Work task —
Transcribe the records below exactly, from their first line through the line containing "that turn a". Omit every line after it.

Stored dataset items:
//! Copyright © 2025-2026 Wenze Wei. All Rights Reserved.
//!
//! This file is part of Zic.
//! The Zic project belongs to the Dunimd Team.
//!
//! Licensed under the Apache License, Version 2.0 (the "License");
//! You may not use this file except in compliance with the License.
//! You may obtain a copy of the License at
//!
//!     http://www.apache.org/licenses/LICENSE-2.0
//!
//! Unless required by applicable law or agreed to in writing, software
//! distributed under the License is distributed on an "AS IS" BASIS,
//! WITHOUT WARRANTIES OR CONDITIONS OF ANY KIND, either express or implied.
//! See the License for the specific language governing permissions and
//! limitations under the License.

//! # Rule Registry Module
//!
//! Maps rule tags (`"string"`, `"pipe"`, ...) to the compilers that turn a
//! normalized rule descriptor into a fragment.
//!
//! ## Registry Operations
//!
//! - Register rule compilers under unique tags; re-registering is an error
//!   unless done through [`ZiRuleRegistry::override_rule`]
//! - Normalize shorthand schemas into descriptors
//! - Resolve a schema to its descriptor and compiler, failing on unknown tags

use std::collections::HashMap;
use std::fmt;
use std::sync::Arc;

use serde_json::Value;

use crate::context::ZiCompileContext;
use crate::errors::{Result, ZiError};
use crate::fragment::ZiFragment;
use crate::schema::{schema_from_value, ZiCheck, ZiOption, ZiSchema, ZiSchemaNode};

/// Compiles one normalized rule into a fragment.
///
/// Composite rules compile their children through the context; leaf rules
/// usually wrap a closure with [`ZiCompileContext::leaf`]. Functions with the
/// matching signature implement this trait directly.
pub trait ZiRuleCompiler: Send + Sync {
    fn compile(&self, rule: &ZiRuleDescriptor, ctx: &mut ZiCompileContext<'_>)
        -> Result<ZiFragment>;
}

impl<F> ZiRuleCompiler for F
where
    F: Fn(&ZiRuleDescriptor, &mut ZiCompileContext<'_>) -> Result<ZiFragment> + Send + Sync,
{
    fn compile(
        &self,
        rule: &ZiRuleDescriptor,
        ctx: &mut ZiCompileContext<'_>,
    ) -> Result<ZiFragment> {
        self(rule, ctx)
    }
}

/// Normalized rule: tag, options and the label it was compiled at.
///
/// The typed accessors turn malformed options into
/// [`ZiError::InvalidOption`] naming the rule, option and label.
#[derive(Clone, Debug)]
pub struct ZiRuleDescriptor {
    node: ZiSchemaNode,
    label: String,
}

impl ZiRuleDescriptor {
    pub fn new(node: ZiSchemaNode, label: impl Into<String>) -> Self {
        Self {
            node,
            label: label.into(),
        }
    }

    pub fn rule(&self) -> &str {
        self.node.rule()
    }

    pub fn label(&self) -> &str {
        &self.label
    }

    pub fn node(&self) -> &ZiSchemaNode {
        &self.node
    }

    pub fn option(&self, key: &str) -> Option<&ZiOption> {
        self.node.get(key)
    }

    pub fn has(&self, key: &str) -> bool {
        self.node.get(key).is_some()
    }

    /// Builds an [`ZiError::InvalidOption`] for `option` on this rule.
    pub fn invalid(&self, option: &str, message: impl Into<String>) -> ZiError {
        ZiError::invalid_option(self.rule(), option, self.label.as_str(), message)
    }

    /// Raw data of `key`; `None` when absent or not plain data.
    pub fn value(&self, key: &str) -> Option<&Value> {
        match self.node.get(key) {
            Some(ZiOption::Value(value)) => Some(value),
            _ => None,
        }
    }

    /// Boolean flag, `false` when absent.
    pub fn flag(&self, key: &str) -> Result<bool> {
        Ok(self.optional_flag(key)?.unwrap_or(false))
    }

    pub fn optional_flag(&self, key: &str) -> Result<Option<bool>> {
        match self.node.get(key) {
            None => Ok(None),
            Some(ZiOption::Value(Value::Bool(flag))) => Ok(Some(*flag)),
            Some(_) => Err(self.invalid(key, "expected a boolean")),
        }
    }

    pub fn number(&self, key: &str) -> Result<Option<f64>> {
        match self.node.get(key) {
            None => Ok(None),
            Some(ZiOption::Value(Value::Number(number))) => number
                .as_f64()
                .map(Some)
                .ok_or_else(|| self.invalid(key, "expected a finite number")),
            Some(_) => Err(self.invalid(key, "expected a number")),
        }
    }

    /// Non-negative integer, e.g. a length bound.
    pub fn count(&self, key: &str) -> Result<Option<usize>> {
        match self.node.get(key) {
            None => Ok(None),
            Some(ZiOption::Value(Value::Number(number))) => number
                .as_u64()
                .and_then(|n| usize::try_from(n).ok())
                .map(Some)
                .ok_or_else(|| self.invalid(key, "expected a non-negative integer")),
            Some(_) => Err(self.invalid(key, "expected a non-negative integer")),
        }
    }

    pub fn string(&self, key: &str) -> Result<Option<&str>> {
        match self.node.get(key) {
            None => Ok(None),
            Some(ZiOption::Value(Value::String(text))) => Ok(Some(text)),
            Some(_) => Err(self.invalid(key, "expected a string")),
        }
    }

    /// Nested schema, given either as a built schema or as raw data.
    pub fn schema(&self, key: &str) -> Result<Option<ZiSchema>> {
        match self.node.get(key) {
            None => Ok(None),
            Some(ZiOption::Schema(schema)) => Ok(Some((**schema).clone())),
            Some(ZiOption::Value(raw)) => schema_from_value(raw)
                .map(Some)
                .map_err(|err| self.invalid(key, err.to_string())),
            Some(_) => Err(self.invalid(key, "expected a schema")),
        }
    }

    /// Named schemas in declaration order.
    pub fn fields(&self, key: &str) -> Result<Option<Vec<(String, ZiSchema)>>> {
        match self.node.get(key) {
            None => Ok(None),
            Some(ZiOption::Fields(fields)) => Ok(Some(fields.clone())),
            Some(ZiOption::Value(Value::Object(map))) => map
                .iter()
                .map(|(name, raw)| {
                    schema_from_value(raw)
                        .map(|schema| (name.clone(), schema))
                        .map_err(|err| self.invalid(key, format!("field '{name}': {err}")))
                })
                .collect::<Result<Vec<_>>>()
                .map(Some),
            Some(_) => Err(self.invalid(key, "expected a map of field schemas")),
        }
    }

    /// Ordered schemas. Anything other than a sequence yields `None`; a
    /// sequence element that is not a schema is an error.
    pub fn sequence(&self, key: &str) -> Result<Option<Vec<ZiSchema>>> {
        match self.node.get(key) {
            Some(ZiOption::Sequence(steps)) => Ok(Some(steps.clone())),
            Some(ZiOption::Value(Value::Array(raw))) => raw
                .iter()
                .enumerate()
                .map(|(index, step)| {
                    schema_from_value(step)
                        .map_err(|err| self.invalid(key, format!("element {index}: {err}")))
                })
                .collect::<Result<Vec<_>>>()
                .map(Some),
            _ => Ok(None),
        }
    }

    pub fn check(&self, key: &str) -> Result<Option<&ZiCheck>> {
        match self.node.get(key) {
            None => Ok(None),
            Some(ZiOption::Check(check)) => Ok(Some(check)),
            Some(_) => Err(self.invalid(key, "expected a check function")),
        }
    }
}

/// Expands `"tag|flag|key:value"` into a node. Values parse as JSON scalars
/// when they can and stay strings otherwise.
pub fn expand_shorthand(text: &str) -> Result<ZiSchemaNode> {
    let mut parts = text.split('|').map(str::trim);
    let tag = parts.next().unwrap_or_default();
    if tag.is_empty() {
        return Err(ZiError::schema(format!("shorthand '{text}' has no rule tag")));
    }

    let mut node = ZiSchemaNode::new(tag);
    for part in parts.filter(|part| !part.is_empty()) {
        match part.split_once(':') {
            Some((key, raw)) => node.set_option(key.trim(), shorthand_value(raw.trim())),
            None => node.set_option(part, true),
        }
    }
    Ok(node)
}

fn shorthand_value(raw: &str) -> Value {
    match serde_json::from_str::<Value>(raw) {
        Ok(value @ (Value::Bool(_) | Value::Number(_) | Value::Null)) => value,
        _ => Value::String(raw.to_string()),
    }
}

/// Registry mapping rule tags to their compilers.
#[derive(Clone, Default)]
pub struct ZiRuleRegistry {
    inner: HashMap<String, Arc<dyn ZiRuleCompiler>>,
}

impl fmt::Debug for ZiRuleRegistry {
    fn fmt(&self, f: &mut fmt::Formatter<'_>) -> fmt::Result {
        f.debug_struct("ZiRuleRegistry")
            .field("rules", &self.tags())
            .finish()
    }
}

impl ZiRuleRegistry {
    /// Empty registry.
    pub fn new() -> Self {
        Self {
            inner: HashMap::new(),
        }
    }

    /// Registry holding every built-in rule.
    pub fn with_builtins() -> Self {
        let mut registry = Self::new();
        crate::rules::register_builtins(&mut registry);
        registry
    }

    pub fn register<C>(&mut self, tag: &str, compiler: C) -> Result<()>
    where
        C: ZiRuleCompiler + 'static,
    {
        if self.inner.contains_key(tag) {
            return Err(ZiError::DuplicateRule {
                tag: tag.to_string(),
            });
        }
        log::debug!("registered rule '{}'", tag);
        self.insert(tag, compiler);
        Ok(())
    }

    /// Installs `compiler` under `tag`, returning the one it replaced.
    pub fn override_rule<C>(&mut self, tag: &str, compiler: C) -> Option<Arc<dyn ZiRuleCompiler>>
    where
        C: ZiRuleCompiler + 'static,
    {
        let previous = self.inner.insert(tag.to_string(), Arc::new(compiler));
        if previous.is_some() {
            log::warn!("rule '{}' overridden", tag);
        }
        previous
    }

    pub(crate) fn insert<C>(&mut self, tag: &str, compiler: C)
    where
        C: ZiRuleCompiler + 'static,
    {
        self.inner.insert(tag.to_string(), Arc::new(compiler));
    }

    pub fn get(&self, tag: &str) -> Option<Arc<dyn ZiRuleCompiler>> {
        self.inner.get(tag).cloned()
    }

    pub fn contains(&self, tag: &str) -> bool {
        self.inner.contains_key(tag)
    }

    /// Registered tags, sorted.
    pub fn tags(&self) -> Vec<&str> {
        let mut tags: Vec<&str> = self.inner.keys().map(String::as_str).collect();
        tags.sort_unstable();
        tags
    }

    pub fn len(&self) -> usize {
        self.inner.len()
    }

    pub fn is_empty(&self) -> bool {
        self.inner.is_empty()
    }

    /// Expands shorthand and pairs the descriptor with `label`.
    pub fn normalize(&self, schema: &ZiSchema, label: &str) -> Result<ZiRuleDescriptor> {
        let node = match schema {
            ZiSchema::Shorthand(text) => expand_shorthand(text)?,
            ZiSchema::Node(node) => node.clone(),
        };
        Ok(ZiRuleDescriptor::new(node, label))
    }

    /// Normalizes `schema` and looks up its compiler.
    pub fn resolve(
        &self,
        schema: &ZiSchema,
        label: &str,
    ) -> Result<(ZiRuleDescriptor, Arc<dyn ZiRuleCompiler>)> {
        let rule = self.normalize(schema, label)?;
        let compiler = self
            .get(rule.rule())
            .ok_or_else(|| ZiError::unknown_rule(rule.rule(), label))?;
        Ok((rule, compiler))
    }
}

Solution for this task —
//! Copyright © 2025-2026 Wenze Wei. All Rights Reserved.
//!
//! This file is part of Zic.
//! The Zic project belongs to the Dunimd Team.
//!
//! Licensed under the Apache License, Version 2.0 (the "License");
//! You may not use this file except in compliance with the License.
//! You may obtain a copy of the License at
//!
//!     http://www.apache.org/licenses/LICENSE-2.0
//!
//! Unless required by applicable law or agreed to in writing, software
//! distributed under the License is distributed on an "AS IS" BASIS,
//! WITHOUT WARRANTIES OR CONDITIONS OF ANY KIND, either express or implied.
//! See the License for the specific language governing permissions and
//! limitations under the License.

//! # Rule Registry Module
//!
//! Maps rule tags (`"string"`, `"pipe"`, ...) to the compilers that turn a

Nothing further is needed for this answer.